Exercise requirements:
Only the lines below starting at the one that contains "pub fn template(&self)" and ending at the one that contains "to the application." are to be reproduced, exactly and with both ends kept.

-------- Listed entries --------

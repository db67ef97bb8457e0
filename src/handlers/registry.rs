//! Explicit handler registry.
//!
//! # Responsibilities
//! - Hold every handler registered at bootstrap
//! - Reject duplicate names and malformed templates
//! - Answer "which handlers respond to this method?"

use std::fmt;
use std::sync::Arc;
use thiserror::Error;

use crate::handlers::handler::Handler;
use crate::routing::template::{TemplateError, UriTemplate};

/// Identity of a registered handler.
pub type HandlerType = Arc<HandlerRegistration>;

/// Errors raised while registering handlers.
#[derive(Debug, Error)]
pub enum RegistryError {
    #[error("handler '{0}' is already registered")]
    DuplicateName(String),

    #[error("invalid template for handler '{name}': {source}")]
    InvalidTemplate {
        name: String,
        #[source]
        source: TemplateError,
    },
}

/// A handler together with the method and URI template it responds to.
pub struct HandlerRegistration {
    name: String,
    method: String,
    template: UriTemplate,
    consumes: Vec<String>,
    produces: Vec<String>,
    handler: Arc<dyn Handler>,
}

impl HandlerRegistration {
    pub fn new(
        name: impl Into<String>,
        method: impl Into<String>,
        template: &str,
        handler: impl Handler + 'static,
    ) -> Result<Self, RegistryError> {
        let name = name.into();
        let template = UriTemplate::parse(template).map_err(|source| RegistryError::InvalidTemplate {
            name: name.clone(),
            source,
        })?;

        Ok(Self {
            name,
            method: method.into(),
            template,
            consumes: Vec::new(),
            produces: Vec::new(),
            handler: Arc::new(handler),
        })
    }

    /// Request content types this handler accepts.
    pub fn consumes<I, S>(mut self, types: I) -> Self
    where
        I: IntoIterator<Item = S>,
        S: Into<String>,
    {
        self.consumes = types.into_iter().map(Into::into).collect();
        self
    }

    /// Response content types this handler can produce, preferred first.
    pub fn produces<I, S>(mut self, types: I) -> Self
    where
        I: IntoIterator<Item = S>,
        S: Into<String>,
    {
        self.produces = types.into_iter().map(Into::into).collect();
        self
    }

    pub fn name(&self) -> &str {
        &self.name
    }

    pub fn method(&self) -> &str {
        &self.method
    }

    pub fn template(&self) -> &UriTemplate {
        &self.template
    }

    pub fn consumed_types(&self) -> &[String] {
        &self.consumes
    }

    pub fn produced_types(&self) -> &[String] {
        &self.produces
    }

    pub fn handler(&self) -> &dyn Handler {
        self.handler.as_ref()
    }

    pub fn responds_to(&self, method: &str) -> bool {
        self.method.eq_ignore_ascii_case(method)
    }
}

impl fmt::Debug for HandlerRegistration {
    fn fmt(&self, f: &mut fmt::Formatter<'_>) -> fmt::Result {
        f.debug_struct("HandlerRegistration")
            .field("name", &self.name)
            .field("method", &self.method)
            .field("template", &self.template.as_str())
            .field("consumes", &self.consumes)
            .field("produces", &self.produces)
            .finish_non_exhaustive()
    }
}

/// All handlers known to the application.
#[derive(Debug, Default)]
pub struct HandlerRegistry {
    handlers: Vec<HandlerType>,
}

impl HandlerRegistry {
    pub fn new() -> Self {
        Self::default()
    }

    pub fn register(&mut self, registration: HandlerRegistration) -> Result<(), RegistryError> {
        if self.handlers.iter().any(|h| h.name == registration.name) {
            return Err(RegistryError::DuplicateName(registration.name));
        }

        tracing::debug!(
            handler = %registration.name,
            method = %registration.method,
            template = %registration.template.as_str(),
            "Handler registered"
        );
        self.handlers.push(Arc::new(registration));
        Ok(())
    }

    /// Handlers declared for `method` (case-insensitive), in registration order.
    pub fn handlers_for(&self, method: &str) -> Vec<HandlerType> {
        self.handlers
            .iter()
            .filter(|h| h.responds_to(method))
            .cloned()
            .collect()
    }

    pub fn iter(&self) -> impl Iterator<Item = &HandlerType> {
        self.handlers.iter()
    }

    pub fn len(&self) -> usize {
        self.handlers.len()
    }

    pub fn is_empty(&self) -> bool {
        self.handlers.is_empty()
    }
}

--------
-------- Listed entries --------

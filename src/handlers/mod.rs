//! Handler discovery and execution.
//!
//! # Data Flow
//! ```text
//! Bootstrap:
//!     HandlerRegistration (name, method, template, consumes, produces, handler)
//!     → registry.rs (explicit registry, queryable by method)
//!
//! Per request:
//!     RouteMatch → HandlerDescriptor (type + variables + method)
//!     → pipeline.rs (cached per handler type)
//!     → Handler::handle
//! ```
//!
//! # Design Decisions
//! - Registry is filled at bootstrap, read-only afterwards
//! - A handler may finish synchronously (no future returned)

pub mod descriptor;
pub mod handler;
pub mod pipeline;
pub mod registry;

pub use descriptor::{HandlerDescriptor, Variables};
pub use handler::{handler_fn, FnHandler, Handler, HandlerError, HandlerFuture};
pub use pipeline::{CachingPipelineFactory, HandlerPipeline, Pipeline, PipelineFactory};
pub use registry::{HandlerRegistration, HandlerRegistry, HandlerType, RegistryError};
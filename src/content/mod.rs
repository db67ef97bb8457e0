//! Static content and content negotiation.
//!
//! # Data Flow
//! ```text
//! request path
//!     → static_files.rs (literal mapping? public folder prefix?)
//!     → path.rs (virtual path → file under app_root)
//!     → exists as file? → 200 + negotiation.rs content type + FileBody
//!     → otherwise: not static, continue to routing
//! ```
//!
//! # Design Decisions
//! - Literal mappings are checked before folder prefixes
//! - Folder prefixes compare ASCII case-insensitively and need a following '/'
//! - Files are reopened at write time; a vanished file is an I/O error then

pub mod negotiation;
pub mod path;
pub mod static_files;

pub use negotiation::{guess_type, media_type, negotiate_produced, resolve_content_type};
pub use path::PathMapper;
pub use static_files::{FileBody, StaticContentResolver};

--------

Answer for this exercise:
    pub fn template(&self) -> &UriTemplate {
        &self.template
    }

    pub fn consumed_types(&self) -> &[String] {
        &self.consumes
    }

    pub fn produced_types(&self) -> &[String] {
        &self.produces
    }

    pub fn handler(&self) -> &dyn Handler {
        self.handler.as_ref()
    }

    pub fn responds_to(&self, method: &str) -> bool {
        self.method.eq_ignore_ascii_case(method)
    }
}

impl fmt::Debug for HandlerRegistration {
    fn fmt(&self, f: &mut fmt::Formatter<'_>) -> fmt::Result {
        f.debug_struct("HandlerRegistration")
            .field("name", &self.name)
            .field("method", &self.method)
            .field("template", &self.template.as_str())
            .field("consumes", &self.consumes)
            .field("produces", &self.produces)
            .finish_non_exhaustive()
    }
}

/// All handlers known to the application.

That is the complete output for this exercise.